Toevallige ontmoeting in de lift. “Dag, ik ben chef-technicus. Ik schrijf altijd ‘compresseren’ in mijn teksten, maar de baas maakt er telkens weer ‘comprimeren’ van. Waarom? Je hebt het toch ook over een ‘compressor’ en niet over een ‘comprimor’?” Of ik daar eens een taalzaak van wilde maken?
Dat wil ik zeker. Maar of je met het verdict zo blij zult zijn, mijn beste chef-technicus, dat betwijfel ik. Vooraf wil ik je al waarschuwen dat in deze zaak menig woordje Latijn gesproken zal worden. Maar laat dat je niet afschrikken om het boeiende verhaal van de comprimerende compressor te lezen.
Hoe vreemd het op het eerste gezicht mag lijken, ‘comprimeren’ en ‘compressor’ zijn nauwe verwanten van elkaar. Maar dat merk je alleen als je een paar duizend jaar teruggaat. De Romeinen hadden natuurlijk nog geen compressoren, maar het woord voor ‘samendrukken’ kenden ze uiteraard wel: ‘comprimere’. Dat was een onregelmatig werkwoord. Het voltooid deelwoord ervan luidde ‘compressum’.

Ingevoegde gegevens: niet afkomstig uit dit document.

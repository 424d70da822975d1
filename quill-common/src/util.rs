use thiserror::Error;
use time::Duration;

#[derive(Copy, Clone, Ord, PartialOrd, Eq, PartialEq, Debug, Hash)]
pub struct PositiveDuration(Duration);

impl PositiveDuration {
    #[must_use]
    pub fn new(duration: Duration) -> Option<Self> {
        duration.is_positive().then_some(Self(duration))
    }

    pub fn from_seconds(seconds: u64) -> Result<Self, NonPositiveDurationError> {
        let duration = i64::try_from(seconds).map_or(Duration::MAX, Duration::seconds);
        Self::try_from(duration)
    }

    #[must_use]
    pub fn get(&self) -> Duration {
        self.0
    }

    /// The duration as whole seconds, the unit it is persisted in.
    #[must_use]
    pub fn whole_seconds(&self) -> i64 {
        self.0.whole_seconds()
    }

    #[must_use]
    pub fn to_std(&self) -> std::time::Duration {
        // Positive by construction.
        std::time::Duration::try_from(self.0).unwrap_or(std::time::Duration::MAX)
    }
}

#[derive(Clone, Eq, PartialEq, Ord, PartialOrd, Debug, Default, Hash, Error)]
#[error("The duration is not positive: {0}")]
pub struct NonPositiveDurationError(Duration);

impl TryFrom<Duration> for PositiveDuration {
    type Error = NonPositiveDurationError;

    fn try_from(value: Duration) -> Result<Self, Self::Error> {
        Self::new(value).ok_or(NonPositiveDurationError(value))
    }
}

#[cfg(test)]
mod tests {
    use crate::util::PositiveDuration;
    use time::Duration;

    #[test]
    fn only_positive_durations() {
        assert!(PositiveDuration::new(Duration::seconds(1)).is_some());
        assert!(PositiveDuration::new(Duration::ZERO).is_none());
        assert!(PositiveDuration::new(Duration::seconds(-5)).is_none());
        assert!(PositiveDuration::from_seconds(0).is_err());
    }

    #[test]
    fn converts_to_std() {
        let twenty = PositiveDuration::from_seconds(20).unwrap();
        assert_eq!(twenty.whole_seconds(), 20);
        assert_eq!(twenty.to_std(), std::time::Duration::from_secs(20));
    }
}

Als wij een werkwoord van de Romeinen overnemen – doorgaans via het Frans –, dan vernederlandsen we de oorspronkelijke infinitief. Van ‘comprimere’ komen we zo via het Franse ‘comprimer’ tot het Nederlandse ‘comprimeren’. Aan afleidingen ligt meestal de vorm van het voltooid deelwoord ten grondslag. Zo hebben de Fransen het over ‘compression’ en wij over ‘compressie’.
Ook bij andere woorden is dat verschijnsel te zien. Naast ‘extraheren’, van de Latijnse infinitief ‘extrahere’, hebben we ‘extractie’, waarin het Latijnse voltooid deelwoord ‘extractum’ te herkennen valt. In de medische term ‘laesie’ (verwonding) is het voltooid deelwoord ‘laesum’ zichtbaar, in de juridische term ‘laederen’ (schade berokkenen), de infinitief ‘laedere’.

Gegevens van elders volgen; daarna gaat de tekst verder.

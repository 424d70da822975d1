use crate::server::{
    Result, ServerError, ServerRouter,
    auth::AuthenticatedUser,
    extract::{Json, unprocessable},
    media::MediaStore,
    routes::{index::IndexPath, redirect_to},
};
use axum::{
    Json as AxumJson,
    body::Bytes,
    extract::State,
    response::{IntoResponse, Response},
};
use axum_extra::routing::{RouterExt, TypedPath};
use quill_common::{
    form::{Choice, CommentForm, FormErrors, PostForm},
    model::{
        Id,
        comment::{CommentEntry, CreateComment},
        follow::FollowCounts,
        group::Group,
        post::{CreatePost, PostContent, PostEntry, PostFilter, PostMarker},
        user::{User, Username},
    },
};
use quill_db::Database;
use serde::{Deserialize, Serialize};
use std::sync::Arc;
use tracing::{debug, info};

pub fn routes() -> ServerRouter {
    ServerRouter::new()
        .typed_get(new_post_form)
        .typed_post(create_post)
        .typed_get(post_detail)
        .typed_get(edit_post_form)
        .typed_post(edit_post)
        .typed_post(add_comment)
}

#[derive(TypedPath, Deserialize)]
#[typed_path("/new/", rejection(ServerError))]
struct NewPostPath();

#[derive(TypedPath, Deserialize)]
#[typed_path("/{username}/{post_id}/", rejection(ServerError))]
struct PostPath {
    username: Username,
    post_id: Id<PostMarker>,
}

#[derive(TypedPath, Deserialize)]
#[typed_path("/{username}/{post_id}/edit/", rejection(ServerError))]
struct EditPostPath {
    username: Username,
    post_id: Id<PostMarker>,
}

#[derive(TypedPath, Deserialize)]
#[typed_path("/{username}/{post_id}/comment/", rejection(ServerError))]
struct CommentPath {
    username: Username,
    post_id: Id<PostMarker>,
}

/// The post form, for both new posts and edits.
#[derive(Clone, Eq, PartialEq, Debug, Serialize)]
struct PostFormPage {
    form: PostForm,
    groups: Vec<Group>,
    errors: FormErrors,
    /// The post being edited.
    post: Option<PostEntry>,
}

#[derive(Clone, Eq, PartialEq, Debug, Serialize)]
struct PostPage {
    author: User,
    post: PostEntry,
    author_post_count: u64,
    follow_counts: FollowCounts,
    comments: Vec<CommentEntry>,
    form: CommentForm,
    errors: FormErrors,
}

/// Looks a post up by id, but only under its author's username.
async fn find_post(
    db: &dyn Database,
    username: &Username,
    post_id: Id<PostMarker>,
) -> Result<PostEntry> {
    db.fetch_post(post_id)
        .await?
        .filter(|entry| &entry.author_username == username)
        .ok_or_else(|| ServerError::PostNotFound {
            username: username.clone(),
            post_id,
        })
}

async fn post_page(
    db: &dyn Database,
    post: PostEntry,
    form: CommentForm,
    errors: FormErrors,
) -> Result<PostPage> {
    let author = db
        .fetch_user(post.post.author)
        .await?
        .ok_or_else(|| ServerError::UserNotFound(post.author_username.clone()))?;
    let author_post_count = db.count_posts(PostFilter::Author(author.id)).await?;
    let follow_counts = db.fetch_follow_counts(author.id).await?;
    let comments = db.fetch_post_comments(post.post.id).await?;

    Ok(PostPage {
        author,
        post,
        author_post_count,
        follow_counts,
        comments,
        form,
        errors,
    })
}

async fn new_post_form(
    NewPostPath(): NewPostPath,
    State(db): State<Arc<dyn Database>>,
    _user: AuthenticatedUser,
) -> Result<Json<PostFormPage>> {
    Ok(Json(PostFormPage {
        form: PostForm::default(),
        groups: db.fetch_groups().await?,
        errors: FormErrors::default(),
        post: None,
    }))
}

async fn create_post(
    NewPostPath(): NewPostPath,
    State(db): State<Arc<dyn Database>>,
    State(media): State<Arc<MediaStore>>,
    user: AuthenticatedUser,
    Json(form): Json<PostForm>,
) -> Result<Response> {
    let groups = db.fetch_groups().await?;
    let clean = match form.clean(&groups) {
        Ok(clean) => clean,
        Err(errors) => {
            debug!(?errors, "Rejected new post");
            return Ok(unprocessable(PostFormPage {
                form,
                groups,
                errors,
                post: None,
            }));
        }
    };

    let author = user.user_id();
    let post = media
        .apply(clean.image, None, |image| async move {
            let content = PostContent {
                text: clean.text,
                group: clean.group,
                image,
            };
            Ok::<_, ServerError>(db.create_post(&CreatePost { author, content }).await?)
        })
        .await?;
    info!(post = %post.id, author = %post.author, "Created post");

    Ok(redirect_to(&IndexPath()))
}

async fn post_detail(
    PostPath { username, post_id }: PostPath,
    State(db): State<Arc<dyn Database>>,
) -> Result<Json<PostPage>> {
    let post = find_post(&*db, &username, post_id).await?;
    let page = post_page(&*db, post, CommentForm::default(), FormErrors::default()).await?;

    Ok(Json(page))
}

fn is_author(viewer: Option<AuthenticatedUser>, post: &PostEntry) -> bool {
    viewer.is_some_and(|viewer| viewer.user_id() == post.post.author)
}

async fn edit_post_form(
    EditPostPath { username, post_id }: EditPostPath,
    State(db): State<Arc<dyn Database>>,
    viewer: Option<AuthenticatedUser>,
) -> Result<Response> {
    let post = find_post(&*db, &username, post_id).await?;
    if !is_author(viewer, &post) {
        return Ok(redirect_to(&PostPath { username, post_id }));
    }

    let form = PostForm {
        text: post.post.text.get().to_owned(),
        group: post.post.group.map(Choice::from),
        image: None,
        clear_image: false,
    };
    let page = PostFormPage {
        form,
        groups: db.fetch_groups().await?,
        errors: FormErrors::default(),
        post: Some(post),
    };

    Ok(Json(page).into_response())
}

async fn edit_post(
    EditPostPath { username, post_id }: EditPostPath,
    State(db): State<Arc<dyn Database>>,
    State(media): State<Arc<MediaStore>>,
    viewer: Option<AuthenticatedUser>,
    body: Bytes,
) -> Result<Response> {
    let post = find_post(&*db, &username, post_id).await?;
    if !is_author(viewer, &post) {
        debug!(post = %post_id, "Ignoring edit by someone other than the author");
        return Ok(redirect_to(&PostPath { username, post_id }));
    }
    let AxumJson(form) = AxumJson::<PostForm>::from_bytes(&body)?;

    let groups = db.fetch_groups().await?;
    let clean = match form.clean(&groups) {
        Ok(clean) => clean,
        Err(errors) => {
            debug!(?errors, post = %post_id, "Rejected post edit");
            return Ok(unprocessable(PostFormPage {
                form,
                groups,
                errors,
                post: Some(post),
            }));
        }
    };

    media
        .apply(clean.image, post.post.image, |image| {
            let content = PostContent {
                text: clean.text,
                group: clean.group,
                image,
            };
            let (db, username) = (&db, &username);
            async move {
                db.update_post(post_id, &content)
                    .await?
                    .ok_or_else(|| ServerError::PostNotFound {
                        username: username.clone(),
                        post_id,
                    })
            }
        })
        .await?;
    info!(post = %post_id, "Edited post");

    Ok(redirect_to(&PostPath { username, post_id }))
}

async fn add_comment(
    CommentPath { username, post_id }: CommentPath,
    State(db): State<Arc<dyn Database>>,
    user: AuthenticatedUser,
    Json(form): Json<CommentForm>,
) -> Result<Response> {
    let post = find_post(&*db, &username, post_id).await?;
    let text = match form.clean() {
        Ok(text) => text,
        Err(errors) => {
            let page = post_page(&*db, post, form, errors).await?;
            return Ok(unprocessable(page));
        }
    };

    let comment = db
        .create_comment(&CreateComment {
            post: post_id,
            author: user.user_id(),
            text,
        })
        .await?;
    info!(comment = %comment.id, post = %post_id, "Added comment");

    Ok(redirect_to(&PostPath { username, post_id }))
}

Als we van de Latijnse infinitief uit moeten gaan, kan ‘compresseren’ dus niet. En toch zijn er talen die een soortgelijk werkwoord wel kennen. Zo zeggen ze in het Engels ‘to compress’. En van dat werkwoord is ‘compressor’ afgeleid. Als wij ‘compresseren’ zeggen, dan is dat een anglicisme. Of een gallicisme, want ook de Fransen kennen ‘compresser’ en ‘compresseur’.
Om een ingewikkeld verhaal nog enigszins begrijpelijk af te ronden: grote computerbestanden kun je met een compressieprogramma dus comprimeren. Als je ze al niet ‘zipt’ natuurlijk.